Project description:The receptor for activated C kinase 1 (RACK1) is a WD40 type protein that is involved in multiple signaling pathways and is conserved from prokaryotes to eukaryotes. Here we report that rice RACK1A (OsRACK1A) is regulated by circadian clocks and plays an important role in the salt stress response. OsRACK1A was found to follow a rhythmic expression profile under circadian conditions at both the transcription and the translation levels, although the expression was arrhythmic under salt stress. Analysis of plant survival rates, fresh weight, proline content, malondialdehyde, and chlorophyll showed that suppression of OsRACK1A enhanced tolerance to salt stress. The ion concentration in both roots and leaves revealed that OsRACK1A-suppressed transgenic rice could maintain low Na+ and high K+ concentrations.
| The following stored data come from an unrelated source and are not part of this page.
use crate::consumption::ConsumptionField::*;
use crate::shares::Scope;
use crate::test_harness::TestCalculator;

const TOL: f64 = 1e-9;

#[test]
fn test_empty_calculator_reports_zero() {
    let calc = TestCalculator::new();
    let r = calc.results();
    assert_eq!(r.total, 0.0);
    assert_eq!(r.scopes.scope1, 0.0);
    assert_eq!(r.scopes.scope2, 0.0);
    assert_eq!(r.scopes.scope3, 0.0);
    for scope in Scope::ALL {
        assert!(r.scope_detail_lines(scope).is_empty());
    }
}

#[test]
fn test_household_energy_scenario() {
    let mut calc = TestCalculator::new();
    calc.set(Electricity, 350.0).set(NaturalGas, 500.0);

    let r = calc.results();
    assert!((r.scopes.scope2 - 350.0 * 0.21233).abs() < TOL);
    assert!((r.scopes.scope1 - 500.0 * 0.18316).abs() < TOL);
    assert_eq!(r.scopes.scope3, 0.0);
    assert!((r.breakdown.energy - r.total).abs() < TOL);
    calc.assert_additive();
}

#[test]
fn test_petrol_car_in_miles_is_scope1_only() {
    let mut calc = TestCalculator::new();
    calc.set_unit(crate::units::DistanceUnit::Miles)
        .set(CarPetrol, 400.0);

    let r = calc.results();
    assert!((r.scopes.scope1 - 400.0 * 0.17212).abs() < TOL);
    assert_eq!(r.scopes.scope2, 0.0);
    assert_eq!(r.scopes.scope3, 0.0);
    let labels: Vec<_> = r
        .scope_detail_lines(Scope::Scope1)
        .iter()
        .map(|l| l.label)
        .collect();
    assert_eq!(labels, vec!["Owned Vehicles"]);
}

#[test]
fn test_public_transport_and_flights_are_scope3() {
    let mut calc = TestCalculator::new();
    calc.set_unit(crate::units::DistanceUnit::Miles)
        .set_many(&[(Flight, 200.0), (Train, 100.0), (Bus, 50.0)]);

    let r = calc.results();
    let expected = 200.0 * 0.24587 + 100.0 * 0.03694 + 50.0 * 0.10312;
    assert!((r.scopes.scope3 - expected).abs() < TOL);
    assert_eq!(r.scopes.scope1, 0.0);
    assert_eq!(r.scopes.scope2, 0.0);
    calc.assert_additive();
}

#[test]
fn test_recycling_credit_lowers_total() {
    let mut calc = TestCalculator::new();
    calc.set(Landfill, 50.0);
    let before = calc.results().total;
    calc.set(Recycling, 100.0);
    let after = calc.results().total;
    assert!(after < before, "recycling should lower total: {before} -> {after}");
    calc.assert_additive();
}

#[test]
fn test_full_household_is_additive() {
    let mut calc = TestCalculator::new();
    calc.set_many(&[
        (Electricity, 350.0),
        (NaturalGas, 500.0),
        (Heating, 120.0),
        (CarPetrol, 400.0),
        (CarDiesel, 50.0),
        (CarElectric, 300.0),
        (Train, 100.0),
        (Bus, 40.0),
        (Flight, 800.0),
        (Landfill, 30.0),
        (Recycling, 12.0),
        (Compost, 8.0),
    ]);
    calc.assert_additive();
    let r = calc.results();
    assert!((r.annual_total() - r.total * 12.0).abs() < TOL);
}

#[test]
fn test_reset_clears_everything() {
    let mut calc = TestCalculator::new();
    calc.set(Electricity, 100.0)
        .set_unit(crate::units::DistanceUnit::Miles)
        .select(crate::consumption::Category::Waste)
        .reset();

    assert!(calc.input().is_empty());
    assert_eq!(calc.settings(), crate::calculator::CalculatorSettings::default());
    calc.assert_total(0.0, 0.0);
}

#[test]
fn test_only_changes_trigger_recompute() {
    let mut calc = TestCalculator::new();
    let initial = calc.update_log().len();
    calc.update().update();
    assert_eq!(calc.update_log().len(), initial, "idle frames must not recompute");

    calc.set(Bus, 10.0);
    assert_eq!(calc.update_log().len(), initial + 1);

    // same value again is not a change
    calc.set(Bus, 10.0);
    assert_eq!(calc.update_log().len(), initial + 1);
}

#[test]
fn test_invalid_edits_are_stored_as_zero() {
    let mut calc = TestCalculator::new();
    calc.set(Heating, 40.0).set(Heating, -5.0);
    assert_eq!(calc.input().energy.heating_units, 0.0);
    calc.set(Heating, f64::INFINITY);
    assert_eq!(calc.input().energy.heating_units, 0.0);
    calc.assert_total(0.0, 0.0);
}
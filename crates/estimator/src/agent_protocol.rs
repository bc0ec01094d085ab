//! Agent text protocol types for the `--agent` headless mode.
//!
//! Defines the JSON command/response envelope that scripts and test
//! harnesses use to drive the calculator over newline-delimited JSON on
//! stdin/stdout.
//!
//! These types live in the `estimator` crate so they can be unit-tested
//! without pulling in the app binary. The I/O loop lives in
//! `crates/app/src/agent_mode.rs`.

use serde::{Deserialize, Serialize};

use crate::aggregator::EmissionResults;
use crate::consumption::{Category, ConsumptionField};
use crate::factors::ConversionFactors;
use crate::shares::Scope;
use crate::units::DistanceUnit;

// ---------------------------------------------------------------------------
// Commands (stdin → calculator)
// ---------------------------------------------------------------------------

/// A single command sent over stdin. The `cmd` field is the discriminator.
#[derive(Debug, Deserialize)]
#[serde(tag = "cmd")]
pub enum AgentCommand {
    /// Set one consumption field. Distances are in the currently selected unit.
    #[serde(rename = "set")]
    Set { field: ConsumptionField, value: f64 },

    /// Switch the transport unit, converting stored distances.
    #[serde(rename = "set_unit")]
    SetUnit { unit: DistanceUnit },

    #[serde(rename = "select_category")]
    SelectCategory { category: Category },

    /// Clear all inputs and restore unit/category defaults.
    #[serde(rename = "reset")]
    Reset,

    /// Request the current results snapshot.
    #[serde(rename = "results")]
    Results,

    /// Request the active factor table.
    #[serde(rename = "factors")]
    Factors,

    /// Gracefully shut down the agent session.
    #[serde(rename = "quit")]
    Quit,
}

// ---------------------------------------------------------------------------
// Responses (calculator → stdout)
// ---------------------------------------------------------------------------

/// Every response includes the protocol version and a tagged payload.
#[derive(Debug, Serialize)]
pub struct AgentResponse {
    pub protocol_version: u32,
    #[serde(flatten)]
    pub payload: ResponsePayload,
}

#[derive(Debug, Serialize)]
#[serde(tag = "type")]
pub enum ResponsePayload {
    #[serde(rename = "ready")]
    Ready,

    #[serde(rename = "results")]
    Results(ResultsReport),

    #[serde(rename = "factors")]
    Factors { factors: ConversionFactors },

    #[serde(rename = "ok")]
    Ok,

    #[serde(rename = "error")]
    Error { message: String },

    #[serde(rename = "goodbye")]
    Goodbye,
}

/// Percentages of the monthly total, one per category.
#[derive(Debug, Clone, Copy, PartialEq, Serialize)]
pub struct CategoryShares {
    pub energy: f64,
    pub transport: f64,
    pub waste: f64,
}

/// Percentages of the monthly total, one per scope.
#[derive(Debug, Clone, Copy, PartialEq, Serialize)]
pub struct ScopeShares {
    pub scope1: f64,
    pub scope2: f64,
    pub scope3: f64,
}

/// Body of a `results` response.
#[derive(Debug, Clone, PartialEq, Serialize)]
pub struct ResultsReport {
    pub unit: DistanceUnit,
    pub results: EmissionResults,
    pub annual_total: f64,
    pub category_shares: CategoryShares,
    pub scope_shares: ScopeShares,
}

impl ResultsReport {
    pub fn new(results: &EmissionResults, unit: DistanceUnit) -> Self {
        Self {
            unit,
            results: *results,
            annual_total: results.annual_total(),
            category_shares: CategoryShares {
                energy: results.category_share(Category::Energy),
                transport: results.category_share(Category::Transport),
                waste: results.category_share(Category::Waste),
            },
            scope_shares: ScopeShares {
                scope1: results.scope_share(Scope::Scope1),
                scope2: results.scope_share(Scope::Scope2),
                scope3: results.scope_share(Scope::Scope3),
            },
        }
    }
}

// ---------------------------------------------------------------------------
// Helpers
// ---------------------------------------------------------------------------

/// Current protocol version. Bump when the command/response schema changes.
pub const PROTOCOL_VERSION: u32 = 1;

/// Wraps a payload with the current protocol version.
pub fn make_response(payload: ResponsePayload) -> AgentResponse {
    AgentResponse {
        protocol_version: PROTOCOL_VERSION,
        payload,
    }
}

// ---------------------------------------------------------------------------
// Unit tests
// ---------------------------------------------------------------------------
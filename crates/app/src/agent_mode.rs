//! Headless `--agent` mode: a blocking loop that reads JSON commands from
//! stdin and writes JSON responses to stdout.
//!
//! When `--agent` is passed the window, renderer and egui are never built;
//! the calculator runs on `MinimalPlugins` and each mutating command is
//! followed by one `app.update()` so results are current before the next
//! line is read.
//!
//! ## Protocol
//!
//! Each line of stdin is a JSON object with a `"cmd"` discriminator.
//! Each line of stdout is a JSON response with `"protocol_version"` and
//! `"type"` fields. See [`estimator::agent_protocol`] for the full schema.
//! Diagnostics go to stderr only.

use std::io::{BufRead, Write};

use bevy::prelude::*;

use estimator::agent_protocol::{
    make_response, AgentCommand, AgentResponse, ResponsePayload, ResultsReport, PROTOCOL_VERSION,
};
use estimator::{
    CalculatorSettings, ConversionFactors, CurrentEmissions, ResetCalculator, SelectCategory,
    SetDistanceUnit, SetQuantity,
};

pub fn run_agent_mode(factors: ConversionFactors) {
    // -- Headless app: estimator only ----------------------------------------
    let mut app = App::new();
    app.add_plugins(MinimalPlugins);
    app.insert_resource(factors);
    app.add_plugins(estimator::EstimatorPlugin);

    // Initial update so the first results are computed.
    app.update();

    // -- I/O setup -----------------------------------------------------------
    let stdin = std::io::stdin();
    let stdout = std::io::stdout();
    let mut stdout = stdout.lock();

    write_response(&mut stdout, &make_response(ResponsePayload::Ready));

    let version = &app.world().resource::<ConversionFactors>().version;
    eprintln!(
        "carbon-calculator agent mode v{PROTOCOL_VERSION} ready (factors {version}), waiting for commands on stdin"
    );

    // -- Main command loop ---------------------------------------------------
    for line in stdin.lock().lines() {
        let line = match line {
            Ok(l) => l,
            Err(e) => {
                eprintln!("stdin read error: {e}");
                break;
            }
        };

        if line.trim().is_empty() {
            continue;
        }

        let response = match serde_json::from_str::<AgentCommand>(&line) {
            Ok(cmd) => process_command(cmd, &mut app),
            Err(e) => make_response(ResponsePayload::Error {
                message: format!("Parse error: {e}"),
            }),
        };
        let is_goodbye = matches!(response.payload, ResponsePayload::Goodbye);

        write_response(&mut stdout, &response);

        if is_goodbye {
            break;
        }
    }

    eprintln!("carbon-calculator agent mode shutting down");
}

fn write_response(out: &mut impl Write, response: &AgentResponse) {
    match serde_json::to_string(response) {
        Ok(json) => {
            let _ = writeln!(out, "{json}");
            let _ = out.flush();
        }
        Err(e) => eprintln!("failed to encode response: {e}"),
    }
}

// ---------------------------------------------------------------------------
// Command dispatch
// ---------------------------------------------------------------------------

fn process_command(cmd: AgentCommand, app: &mut App) -> AgentResponse {
    match cmd {
        AgentCommand::Set { field, value } => {
            app.world_mut().send_event(SetQuantity { field, value });
            app.update();
            make_response(ResponsePayload::Ok)
        }

        AgentCommand::SetUnit { unit } => {
            app.world_mut().send_event(SetDistanceUnit(unit));
            app.update();
            make_response(ResponsePayload::Ok)
        }

        AgentCommand::SelectCategory { category } => {
            app.world_mut().send_event(SelectCategory(category));
            app.update();
            make_response(ResponsePayload::Ok)
        }

        AgentCommand::Reset => {
            app.world_mut().send_event(ResetCalculator);
            app.update();
            make_response(ResponsePayload::Ok)
        }

        AgentCommand::Results => {
            let results = app.world().resource::<CurrentEmissions>().0;
            let unit = app.world().resource::<CalculatorSettings>().unit;
            make_response(ResponsePayload::Results(ResultsReport::new(&results, unit)))
        }

        AgentCommand::Factors => {
            let factors = app.world().resource::<ConversionFactors>().clone();
            make_response(ResponsePayload::Factors { factors })
        }

        AgentCommand::Quit => make_response(ResponsePayload::Goodbye),
    }
}

#[cfg(test)]
mod tests {
    use super::*;
    use estimator::ConsumptionField;

    fn agent_app() -> App {
        let mut app = App::new();
        app.add_plugins(MinimalPlugins);
        app.add_plugins(estimator::EstimatorPlugin);
        app.update();
        app
    }

    fn run(app: &mut App, line: &str) -> serde_json::Value {
        let cmd: AgentCommand = serde_json::from_str(line).unwrap();
        serde_json::to_value(process_command(cmd, app)).unwrap()
    }

    #[test]
    fn test_set_then_results() {
        let mut app = agent_app();
        assert_eq!(
            run(&mut app, r#"{"cmd":"set","field":"natural_gas","value":500}"#)["type"],
            "ok"
        );
        let v = run(&mut app, r#"{"cmd":"results"}"#);
        let scope1 = v["results"]["scopes"]["scope1"].as_f64().unwrap();
        assert!((scope1 - 500.0 * 0.18316).abs() < 1e-9);
        assert_eq!(v["unit"], "km");
    }

    #[test]
    fn test_set_unit_converts_stored_distance() {
        let mut app = agent_app();
        run(&mut app, r#"{"cmd":"set","field":"bus","value":10}"#);
        run(&mut app, r#"{"cmd":"set_unit","unit":"miles"}"#);
        let input = app.world().resource::<estimator::ConsumptionInput>();
        assert_eq!(input.get(ConsumptionField::Bus), 6.21);
    }

    #[test]
    fn test_quit_says_goodbye() {
        let mut app = agent_app();
        assert_eq!(run(&mut app, r#"{"cmd":"quit"}"#)["type"], "goodbye");
    }

    #[test]
    fn test_write_response_is_one_line() {
        let mut out = Vec::new();
        write_response(&mut out, &make_response(ResponsePayload::Ok));
        let text = String::from_utf8(out).unwrap();
        assert_eq!(text.lines().count(), 1);
        assert!(text.ends_with('\n'));
        assert!(text.contains(r#""type":"ok""#));
    }
}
Furthermore, OsRACK1A-suppressed transgenic rice accumulated significantly more abscisic acid (ABA) and more transcripts of ABA- and stress-inducible genes compared with the wild-type plants. Real-time quantitative polymerase chain reaction analysis revealed that many stress-related genes, including APETALA 2/Ethylene Responsive Factor (AP2/ERF) transcription factors, were upregulated in the OsRACK1A-suppressed transgenic rice line. We identified putative interactors of OsRACK1A, and found that OsRACK1A interacted with many salt stress-responsive proteins directly. These results suggest that OsRACK1A is regulated by circadian rhythm, and involved in the regulation of salt stress responses.